Obviously, this is an exaggeration. There are nuggets of success here and there. In Zimbabwe, not even the most rabid critic of the corrupt, greedy institution that is Zanu PF could fault the government’s success in the sphere of education.
Yet there are so many causes for people to gripe that for most of them any reference to the crudities and cruelties of colonialism and slavery are utterly absurd.
To anyone subjected to the brutality and savagery of Murambatsvina, the reality of independence becomes obscure, a hazy, indistinct mirage, as unattainable as Nirvana.
For the journalist, the persecution of the fraternity is as intense and indiscriminate as it was during colonial times.
Among colleagues I know to have died as a consequence of their disenchantment with their governments’ treatment of their profession are Willie Musarurwa in Zimbabwe and Kelvin Mlenga in Zambia.
I joined them at The
African Daily News in 1957. Others there at the time – and still alive today – are Nathan Shamuarira and Lawrence Vambe.
Richard Chikosi, who had gone into public relations by the time I returned to Zimbabwe in 1980, died a few years later. Harvey Mlanga, who had also worked for
African Newspapers, publishers of other newspapers, apart from The
African Daily News, died in Malawi, a disappointed man.
Many others all over the continent, men and women who had supported with the pen the struggle against colonialism that others had waged with the gun died, their hearts filled with the bitterness of not seeing the dream of independence realized during their lifetime.
Most
African leaders today have a clear vision of why independence on the continent has not brought the fruits of true nationhood that the people were promised. There is greed and corruption among the leaders.
Their antidote for this feeling of guilt is to blame it all on the West. Their argument is: the West never really bought into the independence of their former colonies. They too are obsessed with greed, for they still covet the natural resources they so freely exploited when they “owned” the colonies.

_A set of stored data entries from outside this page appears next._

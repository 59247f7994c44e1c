//! Bottom status bar — dataset label, key hints, last status message.

use ratatui::layout::Rect;
use ratatui::text::{Line, Span};
use ratatui::widgets::Paragraph;
use ratatui::Frame;

use crate::app::AppState;
use crate::theme;

pub fn render(f: &mut Frame, area: Rect, app: &AppState) {
    let mut spans: Vec<Span> = Vec::new();

    spans.push(Span::styled(
        format!(" {} ", app.dataset_label),
        theme::accent(),
    ));
    spans.push(Span::styled(
        "| Tab:pane j/k:field h/l:value q:quit",
        theme::muted(),
    ));

    if let Some(message) = &app.status {
        spans.push(Span::raw(" | "));
        spans.push(Span::styled(message.as_str(), theme::warning()));
    }

    f.render_widget(Paragraph::new(Line::from(spans)), area);
}
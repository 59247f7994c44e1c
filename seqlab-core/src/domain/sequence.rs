//! SequenceRow — one historical daily-price-sequence observation.

use chrono::NaiveDate;
use serde::{Deserialize, Serialize};

use crate::domain::weekday::Weekday;

/// A single observed sequence instance, as loaded from an instrument CSV.
///
/// Required label fields (`start_point`, `position_type`,
/// `end_point_session`) are guaranteed non-empty for every row that survives
/// loading; rows missing any of them are dropped and counted by the loader.
/// The model columns are optional — absent cells load as `None` and are
/// excluded from co-occurrence candidacy.
#[derive(Debug, Clone, PartialEq, Serialize, Deserialize)]
pub struct SequenceRow {
    pub date: NaiveDate,
    pub weekday: Option<Weekday>,
    /// Extremum + session label, e.g. "High/Asia" (CSV "High / Low").
    pub position_type: String,
    /// Named price-action anchor, may encode color metadata.
    pub start_point: String,
    /// The outcome label: where/when the sequence resolved.
    pub end_point_session: String,
    pub adr_model: Option<String>,
    pub odr_model: Option<String>,
    /// The co-occurrence attribute ranked per outcome group.
    pub rdr_model: Option<String>,
    pub adr_integrity: Option<String>,
    pub odr_integrity: Option<String>,
    /// Only present in the CL column layout.
    pub model_combination: Option<String>,
}

impl SequenceRow {
    /// Returns true when every required label field is non-empty.
    ///
    /// The loader drops rows failing this check, mirroring the upstream
    /// data-cleaning rule that incomplete rows never reach the engine.
    pub fn has_required(&self) -> bool {
        !self.start_point.is_empty()
            && !self.position_type.is_empty()
            && !self.end_point_session.is_empty()
    }
}
//! Cross-scenario comparison — each scenario's share of the combined count.

use serde::Serialize;

use crate::query::aggregate::round2;

/// Relative dataset coverage of two scenarios.
///
/// The two shares are rounded independently and may not sum to exactly
/// 100.00. This mirrors the upstream computation and is intentional.
#[derive(Debug, Clone, Copy, PartialEq, Serialize)]
pub struct Comparison {
    pub share1: f64,
    pub share2: f64,
    pub total1: usize,
    pub total2: usize,
}

/// Compare two scenario totals.
///
/// Returns `None` — comparison unavailable — when either total is zero
/// (a scenario with no matches has nothing to compare). Pure and idempotent.
pub fn compare(total1: usize, total2: usize) -> Option<Comparison> {
    if total1 == 0 || total2 == 0 {
        return None;
    }
    let combined = (total1 + total2) as f64;
    Some(Comparison {
        share1: round2(total1 as f64 / combined * 100.0),
        share2: round2(total2 as f64 / combined * 100.0),
        total1,
        total2,
    })
}
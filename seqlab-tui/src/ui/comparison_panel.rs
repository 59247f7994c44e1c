//! Comparison footer — each scenario's share of the combined dataset count.

use ratatui::layout::Rect;
use ratatui::text::{Line, Span};
use ratatui::widgets::{Block, Borders, Paragraph};
use ratatui::Frame;

use crate::app::AppState;
use crate::theme;

pub fn render(f: &mut Frame, area: Rect, app: &AppState) {
    let block = Block::default()
        .borders(Borders::ALL)
        .border_style(theme::panel_border(false))
        .title(" Comparison ")
        .title_style(theme::panel_title(false));
    let inner = block.inner(area);
    f.render_widget(block, area);

    let lines: Vec<Line> = match &app.comparison {
        Some(cmp) => vec![
            Line::from(vec![
                Span::styled("Scenario 1: ", theme::muted()),
                Span::styled(format!("{:.2}%", cmp.share1), theme::positive()),
                Span::styled(
                    format!(" of total ({} datasets)", cmp.total1),
                    theme::secondary(),
                ),
            ]),
            Line::from(vec![
                Span::styled("Scenario 2: ", theme::muted()),
                Span::styled(format!("{:.2}%", cmp.share2), theme::positive()),
                Span::styled(
                    format!(" of total ({} datasets)", cmp.total2),
                    theme::secondary(),
                ),
            ]),
        ],
        None => vec![Line::from(Span::styled(
            "Run both scenarios with results to enable comparison.",
            theme::muted(),
        ))],
    };

    f.render_widget(Paragraph::new(lines), inner);
}
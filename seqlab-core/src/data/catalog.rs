//! Instrument catalog — the futures contracts SEQLAB ships layouts for.

use serde::{Deserialize, Serialize};
use std::fmt;

use crate::data::schema::{ColumnLayout, CL_LAYOUT, ES_LAYOUT};

/// A supported instrument, carrying its CSV column layout.
#[derive(Debug, Clone, Copy, PartialEq, Eq, Hash, Serialize, Deserialize)]
#[serde(rename_all = "UPPERCASE")]
pub enum Instrument {
    Cl,
    Es,
}

impl Instrument {
    pub const ALL: [Instrument; 2] = [Instrument::Cl, Instrument::Es];

    pub fn as_str(self) -> &'static str {
        match self {
            Instrument::Cl => "CL",
            Instrument::Es => "ES",
        }
    }

    pub fn display_name(self) -> &'static str {
        match self {
            Instrument::Cl => "Crude Oil",
            Instrument::Es => "E-mini S&P 500",
        }
    }

    pub fn layout(self) -> &'static ColumnLayout {
        match self {
            Instrument::Cl => &CL_LAYOUT,
            Instrument::Es => &ES_LAYOUT,
        }
    }

    /// Parse an instrument code, case-insensitive.
    pub fn parse(s: &str) -> Option<Instrument> {
        match s.trim().to_ascii_uppercase().as_str() {
            "CL" => Some(Instrument::Cl),
            "ES" => Some(Instrument::Es),
            _ => None,
        }
    }
}

impl fmt::Display for Instrument {
    fn fmt(&self, f: &mut fmt::Formatter<'_>) -> fmt::Result {
        f.write_str(self.as_str())
    }
}
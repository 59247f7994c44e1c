//! Query engine: criteria, predicate, aggregation, co-occurrence ranking,
//! scenario pipeline, cross-scenario comparison.

pub mod aggregate;
pub mod co_occurrence;
pub mod compare;
pub mod criteria;
pub mod predicate;
pub mod scenario;

pub use aggregate::{aggregate, round2, OutcomeStat};
pub use co_occurrence::{rank_rdr, CoOccurrence};
pub use compare::{compare, Comparison};
pub use criteria::{FilterCriteria, FilterCriteriaBuilder, QueryError};
pub use predicate::{filter_rows, matches};
pub use scenario::{run_scenario, OutcomeBreakdown, ScenarioReport};
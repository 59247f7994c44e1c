//! Synthetic demo dataset — lets the TUI start with no CSV on disk.
//!
//! Deterministic per instrument: the RNG is seeded from the instrument code,
//! so repeated launches show the same rows. Callers must label the result as
//! synthetic; it never mixes with loaded data.

use chrono::{Datelike, NaiveDate};
use rand::rngs::StdRng;
use rand::{Rng, SeedableRng};

use crate::data::catalog::Instrument;
use crate::data::dataset::Dataset;
use crate::domain::{SequenceRow, Weekday, MODEL_VOCABULARY};

const START_POINTS: &[&str] = &[
    "OpenHigh (Green)",
    "OpenHigh (Red)",
    "OpenLow (Green)",
    "OpenLow (Red)",
    "MaxHigh (Green)",
    "MaxLow (Red)",
];

const POSITION_TYPES: &[&str] = &["High/Asia", "Low/Asia", "High/London", "Low/London"];

const END_POINTS: &[&str] = &[
    "RDR_London",
    "RDR_NY",
    "ADR_Asia",
    "ODR_London",
    "TRN_NY",
];

const INTEGRITY: &[&str] = &["Intact", "Broken"];

/// Generate `target_rows` synthetic sequence rows for an instrument.
///
/// Weekend dates are skipped, as the real exports contain trading days only.
pub fn demo_dataset(instrument: Instrument, target_rows: usize) -> Dataset {
    let seed_bytes = blake3::hash(instrument.as_str().as_bytes());
    let seed: [u8; 32] = *seed_bytes.as_bytes();
    let mut rng = StdRng::from_seed(seed);

    let mut rows = Vec::with_capacity(target_rows);
    let mut date = NaiveDate::from_ymd_opt(2019, 1, 2).expect("valid seed date");

    while rows.len() < target_rows {
        let weekday = Weekday::from(date.weekday());
        if weekday == Weekday::Saturday || weekday == Weekday::Sunday {
            date += chrono::Duration::days(1);
            continue;
        }

        let adr = pick_model(&mut rng);
        let odr = pick_model(&mut rng);
        let rdr = pick_model(&mut rng);
        let combination = match (instrument, &adr, &odr, &rdr) {
            (Instrument::Cl, Some(a), Some(o), Some(r)) => Some(format!("{a}-{o}-{r}")),
            _ => None,
        };

        rows.push(SequenceRow {
            date,
            weekday: Some(weekday),
            position_type: pick(&mut rng, POSITION_TYPES).to_string(),
            start_point: pick(&mut rng, START_POINTS).to_string(),
            end_point_session: pick(&mut rng, END_POINTS).to_string(),
            adr_model: adr,
            odr_model: odr,
            rdr_model: rdr,
            adr_integrity: Some(pick(&mut rng, INTEGRITY).to_string()),
            odr_integrity: Some(pick(&mut rng, INTEGRITY).to_string()),
            model_combination: combination,
        });

        date += chrono::Duration::days(1);
    }

    Dataset::new(instrument, rows, 0)
}

fn pick<'a>(rng: &mut StdRng, values: &'a [&'a str]) -> &'a str {
    values[rng.gen_range(0..values.len())]
}

/// Model cells are absent in roughly one row in ten, like the real exports.
fn pick_model(rng: &mut StdRng) -> Option<String> {
    if rng.gen_range(0..10) == 0 {
        None
    } else {
        Some(pick(rng, MODEL_VOCABULARY).to_string())
    }
}
//! SeqLab TUI — dual-scenario sequence outcome explorer.
//!
//! Layout:
//! - Two scenario panes side by side, each with five selector rows and the
//!   ranked outcome listing (counts, percentages, most-frequent RDR models)
//! - Comparison footer showing each scenario's share of the combined count
//! - One-line status bar with key hints
//!
//! Usage: `seqlab-tui [--instrument CL|ES] [--data path.csv]`
//! Without `--data` a deterministic synthetic demo dataset is used.

mod app;
mod input;
mod theme;
mod ui;

use std::io::{self, stdout};
use std::path::PathBuf;
use std::time::Duration;

use anyhow::{bail, Result};
use crossterm::event::{self, Event};
use crossterm::execute;
use crossterm::terminal::{
    disable_raw_mode, enable_raw_mode, EnterAlternateScreen, LeaveAlternateScreen,
};
use ratatui::backend::CrosstermBackend;
use ratatui::Terminal;

use seqlab_core::data::{demo_dataset, load_dataset, Dataset, Instrument};

use crate::app::AppState;

fn main() -> Result<()> {
    let (dataset, label, is_synthetic) = build_dataset()?;

    // Install a panic hook that restores the terminal before printing the panic.
    let default_hook = std::panic::take_hook();
    std::panic::set_hook(Box::new(move |info| {
        let _ = disable_raw_mode();
        let _ = execute!(io::stderr(), LeaveAlternateScreen);
        default_hook(info);
    }));

    let mut app = AppState::new(dataset, label);
    if is_synthetic {
        app.set_status("no CSV supplied — showing synthetic demo data");
    }

    // Setup terminal
    enable_raw_mode()?;
    let mut stdout = stdout();
    execute!(stdout, EnterAlternateScreen)?;
    let backend = CrosstermBackend::new(stdout);
    let mut terminal = Terminal::new(backend)?;
    terminal.clear()?;

    let result = run_app(&mut terminal, &mut app);

    // Restore terminal
    disable_raw_mode()?;
    execute!(terminal.backend_mut(), LeaveAlternateScreen)?;
    terminal.show_cursor()?;

    result
}

fn run_app(
    terminal: &mut Terminal<CrosstermBackend<io::Stdout>>,
    app: &mut AppState,
) -> Result<()> {
    loop {
        // 1. Render
        terminal.draw(|f| ui::draw(f, app))?;

        // 2. Poll for input events (50ms timeout for ~20 FPS tick)
        if event::poll(Duration::from_millis(50))? {
            if let Event::Key(key) = event::read()? {
                input::handle_key(app, key);
            }
        }

        // 3. Check quit
        if !app.running {
            break;
        }
    }
    Ok(())
}

/// Resolve `--instrument` / `--data` from argv and load the dataset.
///
/// The argument surface is two flags; clap stays in the CLI crate.
fn build_dataset() -> Result<(Dataset, String, bool)> {
    let mut instrument = Instrument::Es;
    let mut data_path: Option<PathBuf> = None;

    let mut args = std::env::args().skip(1);
    while let Some(arg) = args.next() {
        match arg.as_str() {
            "--instrument" => {
                let code = match args.next() {
                    Some(code) => code,
                    None => bail!("--instrument requires a value (CL or ES)"),
                };
                instrument = match Instrument::parse(&code) {
                    Some(instrument) => instrument,
                    None => bail!("unknown instrument '{code}' (expected one of: CL, ES)"),
                };
            }
            "--data" => {
                data_path = match args.next() {
                    Some(path) => Some(PathBuf::from(path)),
                    None => bail!("--data requires a path"),
                };
            }
            other => bail!("unknown argument '{other}' (expected --instrument or --data)"),
        }
    }

    match data_path {
        Some(path) => {
            let dataset = load_dataset(&path, instrument)?;
            let label = format!(
                "{} — {} rows ({} skipped)",
                instrument,
                dataset.len(),
                dataset.skipped_rows()
            );
            Ok((dataset, label, false))
        }
        None => {
            let dataset = demo_dataset(instrument, 1_000);
            let label = format!("{instrument} — {} rows (synthetic)", dataset.len());
            Ok((dataset, label, true))
        }
    }
}
//! End-to-end pipeline tests: CSV text → dataset → scenarios → comparison.

use seqlab_core::data::{load_from_reader, Dataset, Instrument};
use seqlab_core::domain::SequenceRow;
use seqlab_core::query::{compare, run_scenario, FilterCriteria};
use chrono::NaiveDate;

const HEADER: &str = "Date,Day,High / Low,High / Low 2,Start Point,End Point,ADR Model,ADR Integrity,ODR Model,ODR Integrity,RDR Model,ODR Broke ADR,TRN Broke ADR,Start Point Session,End Point Session";

fn es_line(day: &str, position: &str, start: &str, rdr: &str, end: &str) -> String {
    format!("01/03/2022,{day},{position},Low/NY,{start},MaxLow,UX,Intact,D,Broken,{rdr},Yes,No,Asia,{end}")
}

fn build_csv(lines: &[String]) -> String {
    let mut out = String::from(HEADER);
    for line in lines {
        out.push('\n');
        out.push_str(line);
    }
    out.push('\n');
    out
}

fn criteria(start: &str, position: &str) -> FilterCriteria {
    FilterCriteria::builder()
        .start_point(start)
        .position_type(position)
        .build()
        .unwrap()
}

/// The worked example: 10 matching rows, 6 London / 4 NY → 60% / 40%.
#[test]
fn worked_example_sixty_forty() {
    let mut lines = Vec::new();
    for _ in 0..6 {
        lines.push(es_line("Monday", "High/Asia", "OpenHigh", "RC", "RDR_London"));
    }
    for _ in 0..4 {
        lines.push(es_line("Monday", "High/Asia", "OpenHigh", "UX", "RDR_NY"));
    }
    // Noise that must not match.
    lines.push(es_line("Monday", "Low/Asia", "OpenLow", "RC", "RDR_London"));

    let csv = build_csv(&lines);
    let dataset = load_from_reader(csv.as_bytes(), Instrument::Es).unwrap();

    let report = run_scenario(&dataset, &criteria("OpenHigh", "High/Asia")).unwrap();

    assert_eq!(report.total_count, 10);
    assert_eq!(report.outcomes.len(), 2);

    assert_eq!(report.outcomes[0].stat.end_point_session, "RDR_London");
    assert_eq!(report.outcomes[0].stat.count, 6);
    assert_eq!(report.outcomes[0].stat.percentage, 60.0);

    assert_eq!(report.outcomes[1].stat.end_point_session, "RDR_NY");
    assert_eq!(report.outcomes[1].stat.count, 4);
    assert_eq!(report.outcomes[1].stat.percentage, 40.0);
}

/// Comparison example: totals 10 and 30 → 25% / 75%.
#[test]
fn comparison_example_quarter_three_quarters() {
    let mut lines = Vec::new();
    for _ in 0..10 {
        lines.push(es_line("Monday", "High/Asia", "OpenHigh", "RC", "RDR_London"));
    }
    for _ in 0..30 {
        lines.push(es_line("Tuesday", "Low/Asia", "OpenLow", "UX", "RDR_NY"));
    }

    let csv = build_csv(&lines);
    let dataset = load_from_reader(csv.as_bytes(), Instrument::Es).unwrap();

    let report1 = run_scenario(&dataset, &criteria("OpenHigh", "High/Asia")).unwrap();
    let report2 = run_scenario(&dataset, &criteria("OpenLow", "Low/Asia")).unwrap();

    assert_eq!(report1.total_count, 10);
    assert_eq!(report2.total_count, 30);

    let cmp = compare(report1.total_count, report2.total_count).unwrap();
    assert_eq!(cmp.share1, 25.0);
    assert_eq!(cmp.share2, 75.0);
}

/// Tie example: an outcome group with RDR models [X, Y, X, Y] surfaces both.
#[test]
fn co_occurrence_ties_surface_both_models() {
    let lines = vec![
        es_line("Monday", "High/Asia", "OpenHigh", "UX", "RDR_London"),
        es_line("Monday", "High/Asia", "OpenHigh", "RC", "RDR_London"),
        es_line("Monday", "High/Asia", "OpenHigh", "UX", "RDR_London"),
        es_line("Monday", "High/Asia", "OpenHigh", "RC", "RDR_London"),
    ];

    let csv = build_csv(&lines);
    let dataset = load_from_reader(csv.as_bytes(), Instrument::Es).unwrap();

    let report = run_scenario(&dataset, &criteria("OpenHigh", "High/Asia")).unwrap();
    assert_eq!(report.outcomes.len(), 1);

    let top = &report.outcomes[0].top_rdr;
    assert_eq!(top.len(), 2);
    assert_eq!(top[0].model, "UX");
    assert_eq!(top[0].count, 2);
    assert_eq!(top[1].model, "RC");
    assert_eq!(top[1].count, 2);
}

/// Two scenarios run over one dataset without interfering; a scenario with
/// no matches makes the comparison unavailable.
#[test]
fn empty_scenario_disables_comparison() {
    let lines = vec![es_line("Monday", "High/Asia", "OpenHigh", "RC", "RDR_London")];
    let csv = build_csv(&lines);
    let dataset = load_from_reader(csv.as_bytes(), Instrument::Es).unwrap();

    let report1 = run_scenario(&dataset, &criteria("OpenHigh", "High/Asia"));
    let report2 = run_scenario(&dataset, &criteria("OpenLow", "Low/Asia"));

    assert!(report1.is_some());
    assert!(report2.is_none());

    let total2 = report2.map(|r| r.total_count).unwrap_or(0);
    assert_eq!(compare(report1.unwrap().total_count, total2), None);
}

/// Weekday and model filters compose: narrowing criteria shrink the subset.
#[test]
fn optional_filters_narrow_the_subset() {
    let lines = vec![
        es_line("Monday", "High/Asia", "OpenHigh", "RC", "RDR_London"),
        es_line("Tuesday", "High/Asia", "OpenHigh", "RC", "RDR_London"),
        es_line("Tuesday", "High/Asia", "OpenHigh", "RC", "RDR_NY"),
    ];
    let csv = build_csv(&lines);
    let dataset = load_from_reader(csv.as_bytes(), Instrument::Es).unwrap();

    let broad = run_scenario(&dataset, &criteria("OpenHigh", "High/Asia")).unwrap();
    assert_eq!(broad.total_count, 3);

    let narrow_criteria = FilterCriteria::builder()
        .start_point("OpenHigh")
        .position_type("High/Asia")
        .weekday(Some(seqlab_core::domain::Weekday::Tuesday))
        .build()
        .unwrap();
    let narrow = run_scenario(&dataset, &narrow_criteria).unwrap();
    assert_eq!(narrow.total_count, 2);

    // ADR filter on top excludes everything (rows carry ADR "UX").
    let narrower_criteria = FilterCriteria::builder()
        .start_point("OpenHigh")
        .position_type("High/Asia")
        .adr_model(Some("RX"))
        .build()
        .unwrap();
    assert!(run_scenario(&dataset, &narrower_criteria).is_none());
}

/// The engine never mutates the dataset: repeated runs see identical rows.
#[test]
fn dataset_is_read_only_across_runs() {
    fn row(start: &str, end: &str) -> SequenceRow {
        SequenceRow {
            date: NaiveDate::from_ymd_opt(2022, 3, 8).unwrap(),
            weekday: None,
            position_type: "High/Asia".into(),
            start_point: start.into(),
            end_point_session: end.into(),
            adr_model: None,
            odr_model: None,
            rdr_model: Some("RC".into()),
            adr_integrity: None,
            odr_integrity: None,
            model_combination: None,
        }
    }

    let dataset = Dataset::new(
        Instrument::Cl,
        vec![row("OpenHigh", "RDR_London"), row("OpenHigh", "RDR_NY")],
        0,
    );
    let before = dataset.fingerprint().to_string();

    let c = criteria("OpenHigh", "High/Asia");
    for _ in 0..3 {
        let report = run_scenario(&dataset, &c).unwrap();
        assert_eq!(report.total_count, 2);
    }

    assert_eq!(dataset.fingerprint(), before);
    assert_eq!(dataset.len(), 2);
}
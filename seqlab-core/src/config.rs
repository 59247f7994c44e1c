//! TOML analysis configuration — one or two scenarios against one dataset.
//!
//! ```toml
//! [data]
//! path = "data/cl_sequences.csv"
//! instrument = "CL"
//!
//! [scenario1]
//! start_point = "OpenHigh (Green)"
//! position_type = "High/Asia"
//! day = "Tuesday"          # optional; omit or "All" for no constraint
//! adr_model = "UX"         # optional
//! odr_model = "D"          # optional
//!
//! [scenario2]              # optional; present = comparison run
//! start_point = "OpenLow (Red)"
//! position_type = "Low/Asia"
//! ```

use std::path::{Path, PathBuf};

use serde::{Deserialize, Serialize};
use thiserror::Error;

use crate::data::catalog::Instrument;
use crate::data::options::ALL_SENTINEL;
use crate::domain::Weekday;
use crate::query::{FilterCriteria, QueryError};

/// Errors from the configuration layer.
#[derive(Debug, Error)]
pub enum ConfigError {
    #[error("failed to read '{path}': {source}")]
    Io {
        path: String,
        #[source]
        source: std::io::Error,
    },

    #[error("TOML parse error: {0}")]
    Parse(#[from] toml::de::Error),

    #[error("unknown instrument '{0}' (expected one of: CL, ES)")]
    UnknownInstrument(String),

    #[error("unknown day '{0}'")]
    InvalidDay(String),

    #[error(transparent)]
    Criteria(#[from] QueryError),
}

/// The `[data]` table.
#[derive(Debug, Clone, PartialEq, Serialize, Deserialize)]
pub struct DataConfig {
    pub path: PathBuf,
    pub instrument: String,
}

impl DataConfig {
    pub fn instrument(&self) -> Result<Instrument, ConfigError> {
        Instrument::parse(&self.instrument)
            .ok_or_else(|| ConfigError::UnknownInstrument(self.instrument.clone()))
    }
}

/// One scenario's filter selection as written in TOML.
///
/// Optional fields accept the "All" sentinel as equivalent to omission, so a
/// config exported from the UI round-trips.
#[derive(Debug, Clone, PartialEq, Serialize, Deserialize)]
pub struct ScenarioSpec {
    pub start_point: String,
    pub position_type: String,
    #[serde(default)]
    pub day: Option<String>,
    #[serde(default)]
    pub adr_model: Option<String>,
    #[serde(default)]
    pub odr_model: Option<String>,
}

impl ScenarioSpec {
    /// Bridge to the engine's criteria value object.
    pub fn to_criteria(&self) -> Result<FilterCriteria, ConfigError> {
        let weekday = match normalize(self.day.as_deref()) {
            Some(label) => {
                Some(Weekday::parse(label).ok_or_else(|| ConfigError::InvalidDay(label.into()))?)
            }
            None => None,
        };

        let criteria = FilterCriteria::builder()
            .start_point(self.start_point.clone())
            .position_type(self.position_type.clone())
            .weekday(weekday)
            .adr_model(normalize(self.adr_model.as_deref()))
            .odr_model(normalize(self.odr_model.as_deref()))
            .build()?;
        Ok(criteria)
    }
}

/// Map omitted, blank, and "All" cells to "no constraint".
fn normalize(value: Option<&str>) -> Option<&str> {
    let value = value?.trim();
    if value.is_empty() || value.eq_ignore_ascii_case(ALL_SENTINEL) {
        None
    } else {
        Some(value)
    }
}

/// Full analysis config: dataset plus one or two scenarios.
#[derive(Debug, Clone, PartialEq, Serialize, Deserialize)]
pub struct AnalysisConfig {
    pub data: DataConfig,
    pub scenario1: ScenarioSpec,
    #[serde(default)]
    pub scenario2: Option<ScenarioSpec>,
}

impl AnalysisConfig {
    pub fn from_file(path: &Path) -> Result<Self, ConfigError> {
        let content = std::fs::read_to_string(path).map_err(|source| ConfigError::Io {
            path: path.display().to_string(),
            source,
        })?;
        Self::from_toml(&content)
    }

    pub fn from_toml(content: &str) -> Result<Self, ConfigError> {
        Ok(toml::from_str(content)?)
    }
}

They will do anything and everything to ensure that the new
African owners do not reap the same rich benefits from their natural resources that the colonialists did.
Do they want to recolonize the
African countries? In Zimbabwe, the answer is a resounding YES.
What is the truth? It’s in the darkness of a small room in Glen Norah or Glenview: There is no power; the family cannot afford firewood or candles – inflation is now nearly 2 000 percent. They have to wait for four hours before they can start doing anything at all. They can’t even watch the World Cup match scheduled for live screening that evening.
The previous night, when the power was available, they watched Ghana qualify for the last 16. It was an unbelievable achievement for Africa – among the l6 best football nations in the world, for the first time in the history of the World Cup.
Zimbabwe had failed to make it to the World Cup. This was punishment from God, one of the children said. The parents could not believe such words coming from the mouth of a six-year-old.
In response to their furious stares at him, the tyke said: “That’s what our Sunday schoolteacher said.”
In the bigger world, the world of adults, Zimbabweans continue to ask themselves if their country is truly cursed, and if the curse is from God or from the men and women who fought in the so-called First Chimurenga.
Is it conceivable that Mbuya Nehanda and Sekuru Kaguvi, wherever they are today, are so livid with the present leadership they too have joined the rest of the population in praying, in their own peculiar way, for the end of the regime?
They too, even without having experienced the magic of electricity in their lifetime, somehow know that its constant absence in Zimbabwe is caused by a leadership so wrapped up in its own importance the welfare of ordinary is not a priority.
Apparently, they too now appreciate why this disregard for the people is worse than the colonialists’.
Meanwhile, to the Zanu PF slogan Zimbabwe Will Never Be A Colony Again, someone has replaced Colony with Country.